Personally I'll happily take not being able to use those as column names if it means I can avoid always typing : before every in-data variable, but your comment gave me a better understanding of why it would be bad for some other person or scenario, perhaps where short term ease-of-use is lower on the list of priorities.

For your second example, it doesn't come up in R because a data frame column cannot be a function. Columns must be vectors (including lists) and you could have a vector where one or all elements are functions, but the column itself cannot not be a function (functions are not vectors), so there's no ambiguity there. To call a function stored in your data frame you'd have to access an element of the column, and any access method, e.g. `[[` or `$` would make the resulting set of characters invalid as the name of an object (without backticks, which would then disambiguate the intent)

    df <- tibble(x = list(function(x) x + 1))
    df %>% 
      mutate(y = x[[1]](3))
Separate from dplyr, in R when you use `(` to call a function it searches only for functions by that name.

    log <- 3
    log(1)
    # 0

    frog <- 3
    frog(3)
    # Error in frog(3) : could not find function "frog"
    
    log <- function(x) x^2
    log(1)
    # 1
1 comments

In Julia you could have an `AbstractVector` type also be callable, or more likely a vector of callable objects (and the operation is performed row-wise).

I agree it's unlikely that a user will name their column `.data`. But it certainly saves developer effort from thinking about these issues.

The larger concern, really, is that Julia needs to know which things are columns and which things are variables in an expression at parse time in order to generate fast code for a DataFrame. It needs to do this without inspecting the data frame, since the data frame's contents aren't known at parse time.

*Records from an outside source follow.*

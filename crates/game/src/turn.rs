//! Turn state and its transition rules.

use draughts_core::{Color, Square};

use crate::record::TerminalSignal;

/// Consecutive king simple moves that end the game as a draw.
pub const DRAW_LIMIT: u32 = 25;
/// From this counter value on, a countdown notice is logged.
pub const DRAW_NOTICE_FROM: u32 = 5;

#[derive(Clone, Debug, PartialEq, Eq)]
pub enum Phase {
    AwaitingSelection,
    AwaitingDestination {
        from: Square,
        destinations: Vec<Square>,
    },
    /// A multi-capture is under way: `taken` holds the landings clicked so
    /// far, `destinations` the possible next landings.
    ContinuingCapture {
        from: Square,
        taken: Vec<Square>,
        destinations: Vec<Square>,
    },
    ComputerTurn,
    GameOver(TerminalSignal),
}

#[derive(Clone, Debug, PartialEq, Eq)]
pub struct TurnState {
    pub side_to_move: Color,
    pub draw_counter: u32,
    pub phase: Phase,
}

impl TurnState {
    pub fn new(side_to_move: Color, draw_counter: u32, human: Color) -> Self {
        Self {
            side_to_move,
            draw_counter,
            phase: Self::waiting_phase(side_to_move, human),
        }
    }

    fn waiting_phase(side: Color, human: Color) -> Phase {
        if side == human {
            Phase::AwaitingSelection
        } else {
            Phase::ComputerTurn
        }
    }

    /// State after a move has been committed: counter updated, side flipped.
    pub fn after_commit(&self, is_capture: bool, king_moved: bool, human: Color) -> TurnState {
        let draw_counter = if !is_capture && king_moved {
            self.draw_counter + 1
        } else {
            0
        };
        let side_to_move = self.side_to_move.other();
        TurnState {
            side_to_move,
            draw_counter,
            phase: Self::waiting_phase(side_to_move, human),
        }
    }

    pub fn is_draw(&self) -> bool {
        self.draw_counter >= DRAW_LIMIT
    }

    /// Plies left before the draw, when the countdown is worth announcing.
    pub fn moves_to_draw(&self) -> Option<u32> {
        (DRAW_NOTICE_FROM..DRAW_LIMIT)
            .contains(&self.draw_counter)
            .then(|| DRAW_LIMIT - self.draw_counter)
    }

    pub fn is_over(&self) -> bool {
        matches!(self.phase, Phase::GameOver(_))
    }
}

#[cfg(test)]
#[path = "turn_tests.rs"]
mod turn_tests;
use crate::{board::Board, error::RulesResult, movegen::legal_moves_into, types::Color, types::Move};

/// Pure perft node count.
/// Counts all legal positions reachable from `board` with `color` to move,
/// down to `depth` plies.
pub fn perft(board: &Board, color: Color, depth: u8) -> RulesResult<u64> {
    fn inner(board: &Board, color: Color, depth: u8, layers: &mut [Vec<Move>]) -> RulesResult<u64> {
        if depth == 0 {
            return Ok(1);
        }
        let Some((buf, rest)) = layers.split_first_mut() else {
            return Ok(1);
        };

        legal_moves_into(board, color, buf)?;
        if depth == 1 {
            return Ok(buf.len() as u64);
        }

        let mut nodes = 0u64;
        for mv in buf.iter() {
            let next = board.play(mv)?;
            nodes += inner(&next, color.other(), depth - 1, rest)?;
        }
        Ok(nodes)
    }

    let mut layers = vec![Vec::with_capacity(32); depth as usize];
    inner(board, color, depth, &mut layers[..])
}
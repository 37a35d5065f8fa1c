//! Move log entries, terminal signal and the per-game record handed to
//! persistence.

use serde::{Deserialize, Serialize};
use std::path::Path;

use draughts_core::{format_move, parse_snapshot_log, Board, Color, Square, SNAPSHOT_DELIMITER};

use crate::error::PersistError;

/// One committed move as shown to the player and stored in the record.
#[derive(Debug, Clone, PartialEq, Eq, Serialize, Deserialize)]
pub struct MoveLogEntry {
    pub mover: Color,
    /// Starting square, `(D)` appended for a king.
    pub from_token: String,
    pub is_capture: bool,
    pub promoted: bool,
    pub destinations: Vec<Square>,
}

impl MoveLogEntry {
    pub fn notation(&self) -> String {
        format_move(&self.from_token, self.is_capture, &self.destinations, self.promoted)
    }
}

/// Result of a single game from the human's point of view.
#[derive(Debug, Clone, Copy, Serialize, Deserialize, PartialEq, Eq)]
pub enum GameResult {
    Win,
    Loss,
    Draw,
}

#[derive(Debug, Clone, Copy, Serialize, Deserialize, PartialEq, Eq)]
pub struct TerminalSignal {
    pub result: GameResult,
    /// `None` for a draw.
    pub winner: Option<Color>,
}

impl TerminalSignal {
    pub fn new(winner: Option<Color>, human: Color) -> Self {
        let result = match winner {
            None => GameResult::Draw,
            Some(c) if c == human => GameResult::Win,
            Some(_) => GameResult::Loss,
        };
        Self { result, winner }
    }
}

/// Everything needed to persist or replay one game.
#[derive(Debug, Clone, PartialEq, Eq, Serialize, Deserialize)]
pub struct GameRecord {
    pub human: Color,
    /// White's moves in notation, each followed by `#`.
    pub white_moves: String,
    pub brown_moves: String,
    /// Snapshot of the initial board and of the board after every move,
    /// each followed by `#`.
    pub board_states: String,
    pub entries: Vec<MoveLogEntry>,
    pub result: Option<TerminalSignal>,
}

impl GameRecord {
    pub fn new(initial: &Board, human: Color) -> Self {
        let mut board_states = initial.snapshot();
        board_states.push(SNAPSHOT_DELIMITER);
        Self {
            human,
            white_moves: String::new(),
            brown_moves: String::new(),
            board_states,
            entries: Vec::new(),
            result: None,
        }
    }

    pub fn push(&mut self, entry: MoveLogEntry, after: &Board) {
        let moves = match entry.mover {
            Color::White => &mut self.white_moves,
            Color::Brown => &mut self.brown_moves,
        };
        moves.push_str(&entry.notation());
        moves.push(SNAPSHOT_DELIMITER);
        self.board_states.push_str(&after.snapshot());
        self.board_states.push(SNAPSHOT_DELIMITER);
        self.entries.push(entry);
    }

    /// Boards for replay, initial position first.
    pub fn boards(&self) -> Result<Vec<Board>, PersistError> {
        Ok(parse_snapshot_log(&self.board_states)?)
    }

    /// Save record to a JSON file
    pub fn save(&self, path: &Path) -> Result<(), PersistError> {
        let json = serde_json::to_string_pretty(self)?;
        std::fs::write(path, json)?;
        Ok(())
    }

    /// Load record from a JSON file
    pub fn load(path: &Path) -> Result<Self, PersistError> {
        let contents = std::fs::read_to_string(path)?;
        Ok(serde_json::from_str(&contents)?)
    }
}

#[cfg(test)]
#[path = "record_tests.rs"]
mod record_tests;
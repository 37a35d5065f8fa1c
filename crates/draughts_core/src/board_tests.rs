use super::*;

const START_SNAPSHOT: &str = "--------------------000000000011111111111111111111";

#[test]
fn test_startpos_layout() {
    let board = Board::startpos();
    assert_eq!(board.count(Color::White), 20);
    assert_eq!(board.count(Color::Brown), 20);
    assert_eq!(board.empty_count(), 10);
    for sq in 1..=20 {
        assert_eq!(board.occupant_at(sq), Some(Piece::man(Color::Brown)));
    }
    for sq in 21..=30 {
        assert!(board.is_empty(sq));
    }
    for sq in 31..=50 {
        assert_eq!(board.occupant_at(sq), Some(Piece::man(Color::White)));
    }
    board.validate().unwrap();
}

#[test]
fn test_startpos_collection_order() {
    let board = Board::startpos();
    let white: Vec<Square> = board.squares_of(Color::White).to_vec();
    assert_eq!(white.first(), Some(&50));
    assert_eq!(white.last(), Some(&31));
    let brown: Vec<Square> = board.squares_of(Color::Brown).to_vec();
    assert_eq!(brown.first(), Some(&1));
    assert_eq!(brown.last(), Some(&20));
}

#[test]
fn test_snapshot_of_startpos() {
    let board = Board::startpos();
    assert_eq!(board.snapshot(), START_SNAPSHOT);
    assert_eq!(Board::from_snapshot(&board.snapshot()).unwrap(), board_from_parts(&board));
}

// Snapshot parsing rebuilds collections in square order, so compare
// occupants rather than collection order.
fn board_from_parts(board: &Board) -> Board {
    let mut rebuilt = Board::empty();
    for sq in 1..=50u8 {
        if let Some(piece) = board.occupant_at(sq) {
            rebuilt.place(sq, piece).unwrap();
        }
    }
    rebuilt
}

#[test]
fn test_snapshot_symbols() {
    let mut board = Board::empty();
    board.place(1, Piece::king(Color::White)).unwrap();
    board.place(2, Piece::man(Color::White)).unwrap();
    board.place(3, Piece::man(Color::Brown)).unwrap();
    board.place(50, Piece::king(Color::Brown)).unwrap();
    let snap = board.snapshot();
    assert!(snap.starts_with("21-0"));
    assert!(snap.ends_with("0="));

    let parsed = Board::from_snapshot(&format!("{snap}#")).unwrap();
    assert_eq!(parsed, board);
}

#[test]
fn test_snapshot_rejects_bad_tokens() {
    assert!(matches!(
        Board::from_snapshot("000"),
        Err(RulesError::InvalidSnapshot(_))
    ));
    let bad: String = std::iter::repeat('x').take(50).collect();
    assert!(matches!(
        Board::from_snapshot(&bad),
        Err(RulesError::InvalidSnapshot(_))
    ));
}

#[test]
fn test_place_and_remove() {
    let mut board = Board::empty();
    board.place(23, Piece::man(Color::White)).unwrap();
    assert_eq!(board.place(23, Piece::man(Color::Brown)), Err(RulesError::Occupied(23)));
    assert_eq!(board.place(0, Piece::man(Color::Brown)), Err(RulesError::InvalidSquare(0)));
    assert_eq!(board.place(51, Piece::man(Color::Brown)), Err(RulesError::InvalidSquare(51)));

    assert_eq!(board.remove(23), Ok(Piece::man(Color::White)));
    assert_eq!(board.remove(23), Err(RulesError::EmptySquare(23)));
    assert_eq!(board.count(Color::White), 0);
    board.validate().unwrap();
}

#[test]
fn test_move_piece_keeps_collection_slot() {
    let mut board = Board::startpos();
    let slot = board
        .squares_of(Color::White)
        .iter()
        .position(|&s| s == 32)
        .unwrap();
    board.move_piece(32, 28).unwrap();
    assert_eq!(board.squares_of(Color::White)[slot], 28);
    assert!(board.is_empty(32));
    assert_eq!(board.occupant_at(28), Some(Piece::man(Color::White)));
    board.validate().unwrap();

    assert_eq!(board.move_piece(28, 1), Err(RulesError::Occupied(1)));
    assert_eq!(board.move_piece(27, 22), Err(RulesError::EmptySquare(27)));
}

#[test]
fn test_promotion_only_on_far_row() {
    let mut board = Board::empty();
    board.place(3, Piece::man(Color::White)).unwrap();
    board.place(48, Piece::man(Color::Brown)).unwrap();
    board.place(30, Piece::man(Color::White)).unwrap();

    assert!(board.promote_if_on_far_row(3).unwrap());
    assert!(board.promote_if_on_far_row(48).unwrap());
    assert!(!board.promote_if_on_far_row(30).unwrap());
    assert_eq!(board.occupant_at(3), Some(Piece::king(Color::White)));
    assert_eq!(board.occupant_at(48), Some(Piece::king(Color::Brown)));
    // A king is not crowned twice.
    assert!(!board.promote(3).unwrap());
}

#[test]
fn test_apply_capture_removes_pieces() {
    let mut board = Board::empty();
    board.place(39, Piece::man(Color::White)).unwrap();
    board.place(34, Piece::man(Color::Brown)).unwrap();
    board.place(24, Piece::man(Color::Brown)).unwrap();

    let mv = Move::capture(39, vec![30, 19], vec![34, 24]);
    let effect = board.apply(&mv).unwrap();
    assert_eq!(effect.captured.len(), 2);
    assert!(!effect.promoted);
    assert_eq!(board.count(Color::Brown), 0);
    assert_eq!(board.occupant_at(19), Some(Piece::man(Color::White)));
    board.validate().unwrap();
}

#[test]
fn test_apply_promotes_at_end_of_move() {
    let mut board = Board::empty();
    board.place(7, Piece::man(Color::White)).unwrap();
    let effect = board.apply(&Move::simple(7, 1)).unwrap();
    assert!(effect.promoted);
    assert_eq!(board.occupant_at(1), Some(Piece::king(Color::White)));
}

#[test]
fn test_apply_rejects_own_piece_capture() {
    let mut board = Board::empty();
    board.place(32, Piece::man(Color::White)).unwrap();
    board.place(28, Piece::man(Color::White)).unwrap();
    let mv = Move::capture(32, vec![23], vec![28]);
    assert!(matches!(board.apply(&mv), Err(RulesError::IllegalMove(_))));
}

#[test]
fn test_off_board_moves_are_errors() {
    let board = Board::startpos();
    assert!(matches!(board.play(&Move::simple(0, 1)), Err(RulesError::InvalidSquare(0))));
    assert!(matches!(board.play(&Move::simple(32, 0)), Err(RulesError::InvalidSquare(0))));
    assert!(matches!(board.play(&Move::simple(51, 46)), Err(RulesError::InvalidSquare(51))));

    let mut copy = board.clone();
    assert_eq!(copy.promote_if_on_far_row(0), Err(RulesError::InvalidSquare(0)));
    assert_eq!(copy, board);
}

#[test]
fn test_play_leaves_original_untouched() {
    let board = Board::startpos();
    let next = board.play(&Move::simple(32, 28)).unwrap();
    assert_eq!(board, Board::startpos());
    assert!(next.is_empty(32));
}

#[test]
fn test_validate_detects_corruption() {
    let mut board = Board::startpos();
    board.squares[20] = Some(Piece::man(Color::White));
    assert!(matches!(
        board.validate(),
        Err(RulesError::InvariantViolation(_))
    ));

    let mut board = Board::startpos();
    board.pieces[Color::Brown.idx()].push(1);
    assert!(matches!(
        board.validate(),
        Err(RulesError::InvariantViolation(_))
    ));

    let mut board = Board::startpos();
    board.pieces[Color::White.idx()][0] = 25;
    assert!(matches!(
        board.validate(),
        Err(RulesError::InvariantViolation(_))
    ));
}

#[test]
fn test_display_grid() {
    let text = Board::startpos().to_string();
    let lines: Vec<&str> = text.lines().collect();
    assert_eq!(lines.len(), 10);
    assert!(lines[0].starts_with("  b   b"));
    assert_eq!(lines[0].matches('b').count(), 5);
    assert!(lines[9].starts_with("w   w"));
    assert_eq!(lines[4].matches('.').count(), 5);
    assert!(lines[0].ends_with(" 1- 5"));
}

One option would be to make all literals columns. But then you run into issues with things like `missing`, which would have to be escaped or not recognized as a column. Its hard to predict all the problems there, and any escaping rules would definitely have to be more complicated than R's. So we require `:` and take the easy way out, which has the added benefit for new users who might get confused about the variable-column distinction.